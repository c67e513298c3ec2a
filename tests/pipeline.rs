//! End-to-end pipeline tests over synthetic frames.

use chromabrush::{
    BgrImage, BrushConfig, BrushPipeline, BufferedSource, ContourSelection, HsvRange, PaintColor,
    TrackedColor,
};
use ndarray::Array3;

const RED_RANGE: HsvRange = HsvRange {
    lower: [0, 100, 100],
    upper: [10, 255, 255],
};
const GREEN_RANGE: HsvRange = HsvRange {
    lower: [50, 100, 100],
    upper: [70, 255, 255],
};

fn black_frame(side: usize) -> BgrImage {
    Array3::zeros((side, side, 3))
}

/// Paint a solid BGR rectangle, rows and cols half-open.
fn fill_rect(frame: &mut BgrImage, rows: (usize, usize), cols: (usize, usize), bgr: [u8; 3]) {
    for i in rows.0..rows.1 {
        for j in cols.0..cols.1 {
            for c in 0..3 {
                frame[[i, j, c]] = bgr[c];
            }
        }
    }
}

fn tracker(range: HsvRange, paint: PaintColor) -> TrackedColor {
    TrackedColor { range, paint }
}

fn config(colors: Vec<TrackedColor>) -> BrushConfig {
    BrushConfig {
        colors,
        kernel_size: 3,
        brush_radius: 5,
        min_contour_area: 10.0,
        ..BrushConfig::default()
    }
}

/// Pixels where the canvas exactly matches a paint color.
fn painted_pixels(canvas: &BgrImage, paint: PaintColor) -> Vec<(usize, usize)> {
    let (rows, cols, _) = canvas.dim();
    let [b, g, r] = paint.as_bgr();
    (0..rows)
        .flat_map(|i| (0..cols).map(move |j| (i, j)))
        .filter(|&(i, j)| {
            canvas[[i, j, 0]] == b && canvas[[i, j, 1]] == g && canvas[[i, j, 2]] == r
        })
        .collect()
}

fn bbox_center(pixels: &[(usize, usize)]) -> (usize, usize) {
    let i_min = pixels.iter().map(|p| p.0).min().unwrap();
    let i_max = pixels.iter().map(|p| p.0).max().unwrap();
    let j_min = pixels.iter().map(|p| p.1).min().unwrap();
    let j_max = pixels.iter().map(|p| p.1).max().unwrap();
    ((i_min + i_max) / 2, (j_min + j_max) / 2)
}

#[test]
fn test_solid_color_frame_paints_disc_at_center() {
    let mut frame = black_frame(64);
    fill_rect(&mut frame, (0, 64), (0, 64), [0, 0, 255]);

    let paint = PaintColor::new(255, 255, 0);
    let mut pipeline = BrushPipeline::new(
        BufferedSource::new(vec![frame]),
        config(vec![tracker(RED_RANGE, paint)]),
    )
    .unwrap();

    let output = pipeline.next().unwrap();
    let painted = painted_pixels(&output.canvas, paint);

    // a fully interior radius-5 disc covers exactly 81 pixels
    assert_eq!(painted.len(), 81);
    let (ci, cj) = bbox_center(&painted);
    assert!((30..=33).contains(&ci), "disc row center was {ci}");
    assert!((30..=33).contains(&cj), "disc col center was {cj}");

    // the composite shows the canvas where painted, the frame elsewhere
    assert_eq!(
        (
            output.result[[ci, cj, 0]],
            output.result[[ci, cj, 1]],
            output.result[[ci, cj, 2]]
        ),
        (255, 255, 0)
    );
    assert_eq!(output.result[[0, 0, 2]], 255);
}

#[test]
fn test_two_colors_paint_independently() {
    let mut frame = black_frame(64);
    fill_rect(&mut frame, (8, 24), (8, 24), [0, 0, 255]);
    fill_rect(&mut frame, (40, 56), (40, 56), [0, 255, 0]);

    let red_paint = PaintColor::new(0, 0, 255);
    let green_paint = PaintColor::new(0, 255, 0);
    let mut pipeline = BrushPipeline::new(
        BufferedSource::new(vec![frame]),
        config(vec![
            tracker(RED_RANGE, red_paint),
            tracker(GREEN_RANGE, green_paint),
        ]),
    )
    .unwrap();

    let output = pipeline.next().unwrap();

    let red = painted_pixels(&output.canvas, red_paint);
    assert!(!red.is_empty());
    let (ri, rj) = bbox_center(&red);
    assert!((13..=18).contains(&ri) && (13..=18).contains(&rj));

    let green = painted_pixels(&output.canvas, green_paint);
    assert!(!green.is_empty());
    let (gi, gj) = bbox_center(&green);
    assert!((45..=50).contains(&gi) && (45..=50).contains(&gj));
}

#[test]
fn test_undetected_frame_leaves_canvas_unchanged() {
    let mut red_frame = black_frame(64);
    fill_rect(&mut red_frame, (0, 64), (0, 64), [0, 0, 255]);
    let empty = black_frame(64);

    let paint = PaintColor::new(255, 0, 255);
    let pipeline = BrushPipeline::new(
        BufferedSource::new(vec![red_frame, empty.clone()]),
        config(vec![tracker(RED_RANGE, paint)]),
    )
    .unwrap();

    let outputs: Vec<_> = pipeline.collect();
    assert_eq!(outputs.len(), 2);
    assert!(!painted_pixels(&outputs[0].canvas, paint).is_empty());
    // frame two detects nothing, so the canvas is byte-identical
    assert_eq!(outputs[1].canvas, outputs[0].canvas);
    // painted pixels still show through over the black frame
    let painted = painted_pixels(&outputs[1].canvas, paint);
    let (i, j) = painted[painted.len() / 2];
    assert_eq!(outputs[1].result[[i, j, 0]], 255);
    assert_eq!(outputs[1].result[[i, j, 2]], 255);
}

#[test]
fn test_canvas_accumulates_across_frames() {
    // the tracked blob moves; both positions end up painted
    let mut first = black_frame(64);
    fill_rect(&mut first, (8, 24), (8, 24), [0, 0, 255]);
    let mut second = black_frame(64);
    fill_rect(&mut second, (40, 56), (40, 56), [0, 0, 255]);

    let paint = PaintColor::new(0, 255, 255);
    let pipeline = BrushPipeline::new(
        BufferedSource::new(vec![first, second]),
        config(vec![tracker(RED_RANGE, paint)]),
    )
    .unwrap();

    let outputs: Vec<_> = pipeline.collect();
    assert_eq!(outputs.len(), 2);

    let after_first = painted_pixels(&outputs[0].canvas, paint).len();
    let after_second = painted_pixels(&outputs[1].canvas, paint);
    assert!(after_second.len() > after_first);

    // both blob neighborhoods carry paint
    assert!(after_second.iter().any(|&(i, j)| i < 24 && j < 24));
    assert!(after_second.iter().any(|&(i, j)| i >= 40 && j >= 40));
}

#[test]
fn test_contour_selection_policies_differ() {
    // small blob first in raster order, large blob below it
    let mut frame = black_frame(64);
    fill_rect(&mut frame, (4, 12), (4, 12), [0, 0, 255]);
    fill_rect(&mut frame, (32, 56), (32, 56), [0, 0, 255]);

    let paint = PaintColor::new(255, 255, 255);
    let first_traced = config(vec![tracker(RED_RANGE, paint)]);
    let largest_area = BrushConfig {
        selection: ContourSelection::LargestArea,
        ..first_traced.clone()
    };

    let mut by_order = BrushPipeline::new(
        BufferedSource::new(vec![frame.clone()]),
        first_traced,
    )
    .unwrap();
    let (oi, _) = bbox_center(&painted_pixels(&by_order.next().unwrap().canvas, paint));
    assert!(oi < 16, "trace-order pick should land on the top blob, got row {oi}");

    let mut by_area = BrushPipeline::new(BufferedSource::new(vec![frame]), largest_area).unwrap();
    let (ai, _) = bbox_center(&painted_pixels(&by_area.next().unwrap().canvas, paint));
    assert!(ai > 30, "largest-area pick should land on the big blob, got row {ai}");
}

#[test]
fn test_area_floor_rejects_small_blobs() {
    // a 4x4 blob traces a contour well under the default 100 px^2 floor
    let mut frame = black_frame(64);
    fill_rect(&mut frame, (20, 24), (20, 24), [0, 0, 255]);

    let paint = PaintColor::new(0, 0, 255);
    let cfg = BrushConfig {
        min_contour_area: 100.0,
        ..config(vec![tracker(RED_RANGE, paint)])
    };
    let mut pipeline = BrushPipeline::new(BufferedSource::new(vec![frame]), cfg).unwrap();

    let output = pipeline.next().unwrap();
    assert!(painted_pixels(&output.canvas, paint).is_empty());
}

--------------------------------------------------

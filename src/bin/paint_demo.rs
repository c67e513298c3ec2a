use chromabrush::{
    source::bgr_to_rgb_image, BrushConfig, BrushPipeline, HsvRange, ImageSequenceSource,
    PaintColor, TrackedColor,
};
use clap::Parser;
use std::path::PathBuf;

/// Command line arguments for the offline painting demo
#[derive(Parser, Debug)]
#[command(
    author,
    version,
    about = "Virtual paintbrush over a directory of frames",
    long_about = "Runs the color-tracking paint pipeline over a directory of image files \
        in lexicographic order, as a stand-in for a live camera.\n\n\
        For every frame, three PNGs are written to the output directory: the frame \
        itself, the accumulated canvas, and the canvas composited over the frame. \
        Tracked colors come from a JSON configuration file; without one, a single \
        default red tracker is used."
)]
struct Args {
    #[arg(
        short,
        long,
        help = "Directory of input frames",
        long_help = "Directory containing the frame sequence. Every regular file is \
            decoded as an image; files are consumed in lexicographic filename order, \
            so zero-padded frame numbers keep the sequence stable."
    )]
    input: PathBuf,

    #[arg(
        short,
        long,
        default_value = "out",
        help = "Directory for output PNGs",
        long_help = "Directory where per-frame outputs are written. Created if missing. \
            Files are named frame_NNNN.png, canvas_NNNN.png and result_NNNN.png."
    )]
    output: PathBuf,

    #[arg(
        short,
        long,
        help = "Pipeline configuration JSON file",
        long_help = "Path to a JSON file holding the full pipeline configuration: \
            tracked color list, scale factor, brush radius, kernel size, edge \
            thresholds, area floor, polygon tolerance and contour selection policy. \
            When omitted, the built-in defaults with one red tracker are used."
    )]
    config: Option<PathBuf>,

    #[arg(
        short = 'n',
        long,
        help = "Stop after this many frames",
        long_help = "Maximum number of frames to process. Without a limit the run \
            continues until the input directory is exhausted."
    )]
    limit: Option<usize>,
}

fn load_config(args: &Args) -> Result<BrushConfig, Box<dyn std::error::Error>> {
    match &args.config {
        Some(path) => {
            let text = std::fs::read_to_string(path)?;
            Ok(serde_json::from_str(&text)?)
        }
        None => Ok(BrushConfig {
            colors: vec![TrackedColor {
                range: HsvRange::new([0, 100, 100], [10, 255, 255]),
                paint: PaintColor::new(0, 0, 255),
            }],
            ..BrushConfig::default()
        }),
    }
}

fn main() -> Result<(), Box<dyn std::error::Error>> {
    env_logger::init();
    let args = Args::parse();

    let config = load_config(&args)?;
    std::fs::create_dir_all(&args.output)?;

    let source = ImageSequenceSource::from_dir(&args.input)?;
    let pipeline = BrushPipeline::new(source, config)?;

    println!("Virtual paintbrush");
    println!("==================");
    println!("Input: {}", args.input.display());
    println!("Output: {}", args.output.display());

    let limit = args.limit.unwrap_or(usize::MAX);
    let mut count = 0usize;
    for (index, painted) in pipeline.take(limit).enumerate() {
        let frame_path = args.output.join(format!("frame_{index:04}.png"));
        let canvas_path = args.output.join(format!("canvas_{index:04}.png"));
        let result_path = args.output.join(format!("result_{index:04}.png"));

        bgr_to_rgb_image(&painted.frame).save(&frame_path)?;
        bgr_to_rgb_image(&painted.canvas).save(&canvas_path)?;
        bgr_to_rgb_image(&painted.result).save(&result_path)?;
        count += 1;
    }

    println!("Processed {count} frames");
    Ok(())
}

--------------------------------------------------

__Activity__
Taking the entries above, write out exactly each line from the one holding "fill_rect(&mut frame, (0, 64), (0, 64), [0, 0, 255]);" to the one holding "let painted = painted_pixels(&output.canvas, paint);", both included, and stop there.

__Exercise answer__
    fill_rect(&mut frame, (0, 64), (0, 64), [0, 0, 255]);

    let paint = PaintColor::new(255, 255, 0);
    let mut pipeline = BrushPipeline::new(
        BufferedSource::new(vec![frame]),
        config(vec![tracker(RED_RANGE, paint)]),
    )
    .unwrap();

    let output = pipeline.next().unwrap();
    let painted = painted_pixels(&output.canvas, paint);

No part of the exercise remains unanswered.